● **Description of the task**
Scan the data. Collect each line that contains the word "failed".

● **Provided records**

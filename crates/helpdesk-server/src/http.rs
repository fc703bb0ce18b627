use async_trait::async_trait;
use bytes::Bytes;
use helpdesk_core::exception::Error;
use helpdesk_http::{Handler, Middleware, MiddlewareChain, Request, Response};
use http_body_util::{BodyExt, Full, LengthLimitError, Limited};
use hyper::body::Incoming;
use hyper::server::conn::http1;
use hyper::service::Service;
use hyper_util::rt::TokioIo;
use std::future::Future;
use std::net::SocketAddr;
use std::pin::Pin;
use std::sync::Arc;
use tokio::net::{TcpListener, TcpStream};
use tokio::task::JoinSet;

use crate::shutdown::{ShutdownCoordinator, ShutdownSignal};

/// Request bodies larger than this are answered with `413`
pub const DEFAULT_MAX_BODY_BYTES: usize = 1024 * 1024;

#[derive(Debug, thiserror::Error)]
pub enum ServerError {
	#[error("failed to bind {addr}: {source}")]
	Bind {
		addr: SocketAddr,
		#[source]
		source: std::io::Error,
	},

	#[error("I/O error: {0}")]
	Io(#[from] std::io::Error),
}

/// HTTP/1.1 server with middleware support
pub struct HttpServer {
	pub handler: Arc<dyn Handler>,
	pub(crate) middlewares: Vec<Arc<dyn Middleware>>,
	max_body_bytes: usize,
}

impl HttpServer {
	/// Create a new server with the given handler
	///
	/// # Examples
	///
	/// ```
	/// use std::sync::Arc;
	/// use helpdesk_http::{Handler, Request, Response, Result};
	/// use helpdesk_server::HttpServer;
	///
	/// struct Health;
	///
	/// #[async_trait::async_trait]
	/// impl Handler for Health {
	///     async fn handle(&self, _req: Request) -> Result<Response> {
	///         Ok(Response::ok().with_body("ok"))
	///     }
	/// }
	///
	/// let server = HttpServer::new(Arc::new(Health));
	/// ```
	pub fn new(handler: Arc<dyn Handler>) -> Self {
		Self {
			handler,
			middlewares: Vec::new(),
			max_body_bytes: DEFAULT_MAX_BODY_BYTES,
		}
	}

	/// Add a middleware. The first one added runs outermost.
	pub fn with_middleware(mut self, middleware: Arc<dyn Middleware>) -> Self {
		self.middlewares.push(middleware);
		self
	}

	pub fn with_max_body_bytes(mut self, limit: usize) -> Self {
		self.max_body_bytes = limit;
		self
	}

	pub(crate) fn build_handler(&self) -> Arc<dyn Handler> {
		self.wrap(self.handler.clone())
	}

	fn wrap(&self, inner: Arc<dyn Handler>) -> Arc<dyn Handler> {
		if self.middlewares.is_empty() {
			return inner;
		}

		let mut chain = MiddlewareChain::new(inner);
		for middleware in &self.middlewares {
			chain.add_middleware(middleware.clone());
		}

		Arc::new(chain)
	}

	/// Bind `addr` and serve until `coordinator` signals shutdown
	pub async fn listen_with_shutdown(
		self,
		addr: SocketAddr,
		coordinator: ShutdownCoordinator,
	) -> Result<(), ServerError> {
		let listener = TcpListener::bind(addr)
			.await
			.map_err(|source| ServerError::Bind { addr, source })?;
		self.serve_listener(listener, coordinator).await
	}

	/// Serve connections from an already bound listener.
	///
	/// On shutdown the listener is dropped, open connections are asked to
	/// close after their current request, and the call returns once they are
	/// gone or the coordinator's timeout has elapsed.
	pub async fn serve_listener(
		self,
		listener: TcpListener,
		coordinator: ShutdownCoordinator,
	) -> Result<(), ServerError> {
		tracing::info!(addr = %listener.local_addr()?, "server listening");

		let handler = self.build_handler();
		// oversized requests still pass through the middleware, so the 413
		// is logged and carries the same headers as any other response
		let oversized = self.wrap(Arc::new(RejectOversized));
		let max_body_bytes = self.max_body_bytes;
		let mut shutdown_rx = coordinator.subscribe();
		let mut connections = JoinSet::new();

		loop {
			tokio::select! {
				accepted = listener.accept() => {
					let (stream, remote_addr) = match accepted {
						Ok(accepted) => accepted,
						Err(err) => {
							// per-connection failures (e.g. EMFILE) must not stop the server
							tracing::warn!(error = %err, "failed to accept connection");
							continue;
						}
					};
					let service = RequestService {
						handler: handler.clone(),
						oversized: oversized.clone(),
						remote_addr,
						max_body_bytes,
					};
					let conn_shutdown = coordinator.subscribe();
					connections.spawn(serve_connection(stream, service, conn_shutdown));
				}
				Some(_) = connections.join_next(), if !connections.is_empty() => {}
				() = shutdown_rx.recv() => {
					tracing::info!("shutdown requested, no longer accepting connections");
					break;
				}
			}
		}
		drop(listener);

		let drain = async { while connections.join_next().await.is_some() {} };
		if tokio::time::timeout(coordinator.timeout(), drain).await.is_err() {
			tracing::warn!(
				remaining = connections.len(),
				"shutdown timeout elapsed, aborting open connections"
			);
			connections.abort_all();
		}

		tracing::info!("server stopped");
		Ok(())
	}
}

async fn serve_connection(
	stream: TcpStream,
	service: RequestService,
	mut shutdown: ShutdownSignal,
) {
	let remote_addr = service.remote_addr;
	let conn = http1::Builder::new().serve_connection(TokioIo::new(stream), service);
	tokio::pin!(conn);

	let result = tokio::select! {
		result = conn.as_mut() => result,
		() = shutdown.recv() => {
			conn.as_mut().graceful_shutdown();
			conn.await
		}
	};

	if let Err(err) = result {
		tracing::debug!(%remote_addr, error = %err, "connection closed with error");
	}
}

/// Final handler for requests whose body exceeded the limit. Answers with
/// a rendered response, like a router would, so middleware sees an `Ok`.
struct RejectOversized;

#[async_trait]
impl Handler for RejectOversized {
	async fn handle(&self, _request: Request) -> helpdesk_core::exception::Result<Response> {
		Ok(Response::from(Error::PayloadTooLarge))
	}
}

/// Adapts a [`Handler`] to hyper's service interface
struct RequestService {
	handler: Arc<dyn Handler>,
	oversized: Arc<dyn Handler>,
	remote_addr: SocketAddr,
	max_body_bytes: usize,
}

impl Service<hyper::Request<Incoming>> for RequestService {
	type Response = hyper::Response<Full<Bytes>>;
	type Error = Box<dyn std::error::Error + Send + Sync>;
	type Future = Pin<Box<dyn Future<Output = Result<Self::Response, Self::Error>> + Send + 'static>>;

	fn call(&self, req: hyper::Request<Incoming>) -> Self::Future {
		let mut handler = self.handler.clone();
		let oversized = self.oversized.clone();
		let remote_addr = self.remote_addr;
		let max_body_bytes = self.max_body_bytes;

		Box::pin(async move {
			let (parts, body) = req.into_parts();

			let body = match Limited::new(body, max_body_bytes).collect().await {
				Ok(collected) => collected.to_bytes(),
				Err(err) if err.downcast_ref::<LengthLimitError>().is_some() => {
					handler = oversized;
					Bytes::new()
				}
				Err(err) => return Err(err),
			};

			let mut request = Request::new(parts.method, parts.uri, parts.version, parts.headers, body);
			request.remote_addr = Some(remote_addr);

			let response = match handler.handle(request).await {
				Ok(response) => response,
				Err(err) => Response::from(err),
			};

			Ok(into_hyper(response))
		})
	}
}

fn into_hyper(response: Response) -> hyper::Response<Full<Bytes>> {
	let mut hyper_response = hyper::Response::new(Full::new(response.body));
	*hyper_response.status_mut() = response.status;
	*hyper_response.headers_mut() = response.headers;
	hyper_response
}

#[cfg(test)]
mod tests {
	use super::*;
	use helpdesk_http::Result;
	use rstest::rstest;
	use std::time::Duration;
	use tokio::io::{AsyncReadExt, AsyncWriteExt};

	struct Echo;

	#[async_trait]
	impl Handler for Echo {
		async fn handle(&self, request: Request) -> Result<Response> {
			if request.path() == "/missing" {
				return Err(Error::NotFound("Ticket not found.".into()));
			}
			let remote = request.remote_addr.map(|a| a.ip().to_string()).unwrap_or_default();
			Ok(Response::ok().with_body(format!("{} {} {}", request.method, request.path(), remote)))
		}
	}

	struct Tag(&'static str);

	#[async_trait]
	impl Middleware for Tag {
		async fn process(&self, request: Request, next: Arc<dyn Handler>) -> Result<Response> {
			let response = next.handle(request).await?;
			Ok(response.with_header("X-Tag", self.0))
		}
	}

	async fn spawn(server: HttpServer) -> (SocketAddr, ShutdownCoordinator, tokio::task::JoinHandle<()>) {
		let listener = TcpListener::bind("127.0.0.1:0").await.unwrap();
		let addr = listener.local_addr().unwrap();
		let coordinator = ShutdownCoordinator::new(Duration::from_secs(2));
		let running = coordinator.clone();
		let handle = tokio::spawn(async move {
			server.serve_listener(listener, running).await.unwrap();
		});
		(addr, coordinator, handle)
	}

	async fn roundtrip(addr: SocketAddr, raw: &str) -> String {
		let mut stream = TcpStream::connect(addr).await.unwrap();
		stream.write_all(raw.as_bytes()).await.unwrap();
		let mut buf = Vec::new();
		stream.read_to_end(&mut buf).await.unwrap();
		String::from_utf8_lossy(&buf).into_owned()
	}

	#[rstest]
	fn test_middleware_registration() {
		let server = HttpServer::new(Arc::new(Echo))
			.with_middleware(Arc::new(Tag("a")))
			.with_middleware(Arc::new(Tag("b")));

		assert_eq!(server.middlewares.len(), 2);
	}

	#[rstest]
	#[tokio::test]
	async fn test_serves_request_through_middleware() {
		let server = HttpServer::new(Arc::new(Echo)).with_middleware(Arc::new(Tag("helpdesk")));
		let (addr, coordinator, handle) = spawn(server).await;

		let raw = roundtrip(
			addr,
			"GET /tickets HTTP/1.1\r\nHost: localhost\r\nConnection: close\r\n\r\n",
		)
		.await;

		assert!(raw.starts_with("HTTP/1.1 200 OK"), "{}", raw);
		assert!(raw.to_ascii_lowercase().contains("x-tag: helpdesk"), "{}", raw);
		assert!(raw.ends_with("GET /tickets 127.0.0.1"), "{}", raw);

		coordinator.shutdown();
		handle.await.unwrap();
	}

	#[rstest]
	#[tokio::test]
	async fn test_handler_error_becomes_json() {
		let (addr, coordinator, handle) = spawn(HttpServer::new(Arc::new(Echo))).await;

		let raw = roundtrip(
			addr,
			"GET /missing HTTP/1.1\r\nHost: localhost\r\nConnection: close\r\n\r\n",
		)
		.await;

		assert!(raw.starts_with("HTTP/1.1 404 Not Found"), "{}", raw);
		assert!(raw.ends_with(r#"{"message":"Ticket not found."}"#), "{}", raw);

		coordinator.shutdown();
		handle.await.unwrap();
	}

	#[rstest]
	#[tokio::test]
	async fn test_oversized_body_rejected() {
		let server = HttpServer::new(Arc::new(Echo))
			.with_middleware(Arc::new(Tag("helpdesk")))
			.with_max_body_bytes(16);
		let (addr, coordinator, handle) = spawn(server).await;
		let body = "x".repeat(64);

		let raw = roundtrip(
			addr,
			&format!(
				"POST /tickets HTTP/1.1\r\nHost: localhost\r\nConnection: close\r\nContent-Length: {}\r\n\r\n{}",
				body.len(),
				body
			),
		)
		.await;

		assert!(raw.starts_with("HTTP/1.1 413 Payload Too Large"), "{}", raw);
		assert!(raw.to_ascii_lowercase().contains("x-tag: helpdesk"), "{}", raw);
		assert!(raw.contains("\"message\""), "{}", raw);

		coordinator.shutdown();
		handle.await.unwrap();
	}

	#[rstest]
	#[tokio::test]
	async fn test_shutdown_stops_accepting() {
		let (addr, coordinator, handle) = spawn(HttpServer::new(Arc::new(Echo))).await;

		coordinator.shutdown();
		tokio::time::timeout(Duration::from_secs(3), handle)
			.await
			.expect("server did not stop")
			.unwrap();

		assert!(TcpStream::connect(addr).await.is_err());
	}

	#[rstest]
	#[tokio::test]
	async fn test_shutdown_before_serving_returns() {
		let listener = TcpListener::bind("127.0.0.1:0").await.unwrap();
		let coordinator = ShutdownCoordinator::new(Duration::from_secs(1));
		coordinator.shutdown();

		let served = tokio::time::timeout(
			Duration::from_secs(3),
			HttpServer::new(Arc::new(Echo)).serve_listener(listener, coordinator),
		)
		.await;

		assert!(matches!(served, Ok(Ok(()))));
	}
}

● **Reply to the exercise**
	#[error("failed to bind {addr}: {source}")]
							tracing::warn!(error = %err, "failed to accept connection");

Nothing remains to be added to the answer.